I live in New York City, and this October I watched as Superstorm Sandy gave us a tragic sneak preview of climate change. I know I wasn’t alone: over the past year, we’ve all seen the impact of climate change on our coastlines, forests and homes.
But our political leadership hasn’t kept pace with the crisis. In fact, for a while, climate dropped off the political radar entirely. But after a year and a half of unprecedented civil disobedience, historic mass mobilizations, innovative divestment campaigns and dogged local organizing — as well as dramatic extreme weather events — climate is back front and center, and the President is talking like a real leader again.
That’s why it’s so important that we make this the biggest action we’ve ever had: as a movement, we have the opportunity to move the President from words to action on the greatest challenge of our time, starting with the Keystone XL tar sands pipeline.
350.org exists because mass action can transform even the most hardened parts of our political life. That’s exactly what happened with Keystone: when we started this fight, all the experts said it was a done deal. But after we sat-in, surrounded the White House, petitioned and called, the deal still isn’t done, and we have a shot to stop the pipeline for good.

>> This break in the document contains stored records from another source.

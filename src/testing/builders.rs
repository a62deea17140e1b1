//! Fluent builders for authenticator output
//!
//! These produce the raw bytes and base64url strings a browser and
//! authenticator would send, with every field overridable so tests can
//! construct malformed or hostile inputs.

use base64::engine::general_purpose::URL_SAFE_NO_PAD;
use base64::Engine;
use ciborium::value::Value;
use serde_json::json;
use uuid::Uuid;

use crate::webauthn::authenticator_data::AuthenticatorFlags;
use crate::webauthn::cbor;
use crate::webauthn::crypto::sha256;

use super::constants::{TEST_ORIGIN, TEST_RP_ID};

/// Builder for raw authenticator data
#[derive(Debug, Clone)]
pub struct AuthenticatorDataBuilder {
    rp_id_hash: [u8; 32],
    flags: u8,
    sign_count: u32,
    attested: Option<(Uuid, Vec<u8>, Vec<u8>)>,
    extensions: Option<Vec<u8>>,
}

impl AuthenticatorDataBuilder {
    /// Header for `rp_id` with only the UP flag set
    #[must_use]
    pub fn new(rp_id: &str) -> Self {
        Self {
            rp_id_hash: sha256(rp_id.as_bytes()),
            flags: AuthenticatorFlags::USER_PRESENT,
            sign_count: 0,
            attested: None,
            extensions: None,
        }
    }

    #[must_use]
    pub fn rp_id_hash(mut self, hash: [u8; 32]) -> Self {
        self.rp_id_hash = hash;
        self
    }

    /// Replace the whole flag byte
    #[must_use]
    pub fn flags(mut self, flags: u8) -> Self {
        self.flags = flags;
        self
    }

    #[must_use]
    pub fn user_present(mut self, present: bool) -> Self {
        self.set_flag(AuthenticatorFlags::USER_PRESENT, present);
        self
    }

    #[must_use]
    pub fn user_verified(mut self, verified: bool) -> Self {
        self.set_flag(AuthenticatorFlags::USER_VERIFIED, verified);
        self
    }

    #[must_use]
    pub fn sign_count(mut self, sign_count: u32) -> Self {
        self.sign_count = sign_count;
        self
    }

    /// Append attested credential data and set AT
    #[must_use]
    pub fn attested_credential(
        mut self,
        aaguid: Uuid,
        credential_id: &[u8],
        cose_key: &[u8],
    ) -> Self {
        self.set_flag(AuthenticatorFlags::ATTESTED_CREDENTIAL_DATA, true);
        self.attested = Some((aaguid, credential_id.to_vec(), cose_key.to_vec()));
        self
    }

    /// Append raw extension bytes and set ED
    #[must_use]
    pub fn extensions(mut self, extensions: &[u8]) -> Self {
        self.set_flag(AuthenticatorFlags::EXTENSION_DATA, true);
        self.extensions = Some(extensions.to_vec());
        self
    }

    fn set_flag(&mut self, flag: u8, on: bool) {
        if on {
            self.flags |= flag;
        } else {
            self.flags &= !flag;
        }
    }

    /// # Panics
    /// Panics if the credential ID is longer than `u16::MAX` bytes.
    #[must_use]
    pub fn build(&self) -> Vec<u8> {
        let mut data = self.rp_id_hash.to_vec();
        data.push(self.flags);
        data.extend_from_slice(&self.sign_count.to_be_bytes());
        if let Some((aaguid, credential_id, cose_key)) = &self.attested {
            let len = u16::try_from(credential_id.len()).expect("credential ID fits in u16");
            data.extend_from_slice(aaguid.as_bytes());
            data.extend_from_slice(&len.to_be_bytes());
            data.extend_from_slice(credential_id);
            data.extend_from_slice(cose_key);
        }
        if let Some(extensions) = &self.extensions {
            data.extend_from_slice(extensions);
        }
        data
    }

    #[must_use]
    pub fn build_base64url(&self) -> String {
        URL_SAFE_NO_PAD.encode(self.build())
    }
}

/// Builder for CBOR attestation objects
#[derive(Debug, Clone)]
pub struct AttestationObjectBuilder {
    fmt: String,
    auth_data: Vec<u8>,
    att_stmt: Vec<(Value, Value)>,
}

impl AttestationObjectBuilder {
    /// A "none" attestation wrapping `auth_data`
    #[must_use]
    pub fn new(auth_data: Vec<u8>) -> Self {
        Self {
            fmt: "none".to_string(),
            auth_data,
            att_stmt: Vec::new(),
        }
    }

    #[must_use]
    pub fn fmt(mut self, fmt: &str) -> Self {
        self.fmt = fmt.to_string();
        self
    }

    #[must_use]
    pub fn statement_entry(mut self, key: &str, value: Value) -> Self {
        self.att_stmt.push((Value::Text(key.to_string()), value));
        self
    }

    /// # Panics
    /// Panics if CBOR encoding fails.
    #[must_use]
    pub fn build(&self) -> Vec<u8> {
        cbor::encode(&Value::Map(vec![
            (Value::Text("fmt".into()), Value::Text(self.fmt.clone())),
            (
                Value::Text("attStmt".into()),
                Value::Map(self.att_stmt.clone()),
            ),
            (
                Value::Text("authData".into()),
                Value::Bytes(self.auth_data.clone()),
            ),
        ]))
        .expect("Failed to encode attestation object")
    }

    #[must_use]
    pub fn build_base64url(&self) -> String {
        URL_SAFE_NO_PAD.encode(self.build())
    }
}

/// Builder for client data JSON
#[derive(Debug, Clone)]
pub struct ClientDataBuilder {
    type_: String,
    challenge: String,
    origin: String,
    cross_origin: Option<bool>,
}

impl ClientDataBuilder {
    #[must_use]
    pub fn create(challenge: &str) -> Self {
        Self::with_type("webauthn.create", challenge)
    }

    #[must_use]
    pub fn get(challenge: &str) -> Self {
        Self::with_type("webauthn.get", challenge)
    }

    #[must_use]
    pub fn with_type(type_: &str, challenge: &str) -> Self {
        Self {
            type_: type_.to_string(),
            challenge: challenge.to_string(),
            origin: TEST_ORIGIN.to_string(),
            cross_origin: None,
        }
    }

    #[must_use]
    pub fn origin(mut self, origin: &str) -> Self {
        self.origin = origin.to_string();
        self
    }

    #[must_use]
    pub fn cross_origin(mut self, cross_origin: bool) -> Self {
        self.cross_origin = Some(cross_origin);
        self
    }

    /// Raw JSON bytes, in the key order browsers use
    #[must_use]
    pub fn build(&self) -> Vec<u8> {
        let mut value = json!({
            "type": self.type_,
            "challenge": self.challenge,
            "origin": self.origin,
        });
        if let (Some(cross_origin), Some(map)) = (self.cross_origin, value.as_object_mut()) {
            map.insert("crossOrigin".to_string(), json!(cross_origin));
        }
        value.to_string().into_bytes()
    }

    #[must_use]
    pub fn build_base64url(&self) -> String {
        URL_SAFE_NO_PAD.encode(self.build())
    }
}

impl Default for AuthenticatorDataBuilder {
    fn default() -> Self {
        Self::new(TEST_RP_ID)
    }
}

#[cfg(test)]
mod tests {
    use super::*;
    use crate::webauthn::{AttestationObject, ClientData, ParsedAuthenticatorData};

    #[test]
    fn test_authenticator_data_builder_output_parses() {
        let data = AuthenticatorDataBuilder::default()
            .user_verified(true)
            .sign_count(9)
            .build();
        let parsed = ParsedAuthenticatorData::parse(&data).unwrap();
        assert!(parsed.flags.user_present());
        assert!(parsed.flags.user_verified());
        assert_eq!(parsed.sign_count, 9);
        assert_eq!(parsed.rp_id_hash, sha256(TEST_RP_ID.as_bytes()));
    }

    #[test]
    fn test_attestation_builder_output_decodes() {
        let bytes = AttestationObjectBuilder::new(vec![1, 2])
            .fmt("packed")
            .statement_entry("alg", Value::Integer((-7).into()))
            .build();
        let decoded = AttestationObject::decode(&bytes).unwrap();
        assert_eq!(decoded.fmt, "packed");
        assert_eq!(decoded.auth_data, vec![1, 2]);
        assert_eq!(decoded.att_stmt.len(), 1);
    }

    #[test]
    fn test_client_data_builder() {
        let raw = ClientDataBuilder::get("abc").cross_origin(false).build();
        let parsed = ClientData::from_json(&raw).unwrap();
        assert_eq!(parsed.type_, "webauthn.get");
        assert_eq!(parsed.origin, TEST_ORIGIN);
        assert_eq!(parsed.cross_origin, Some(false));
    }
}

February 17th is our chance to continue the work we started to hold the President to his words, and stop this pipeline. I hope you’ll be there with me — and tens of thousands of our friends.
RSVP for the action here: act.350.org/signup/presidentsday/
Every time our movement comes together in a major mobilization we see the ripple effects for months, and even years to come. That’s because they are so powerful: these are moments to show the collective strength of our movement.
All of this is to say: we certainly have a lot of work to do, but we know how it needs to be done, and we’re not backing down. I know that it feels rough to fight something over and over again, like we have with Keystone XL. But I also know that this is a critically important step on the journey, and I hope you’ll be there to walk it with me.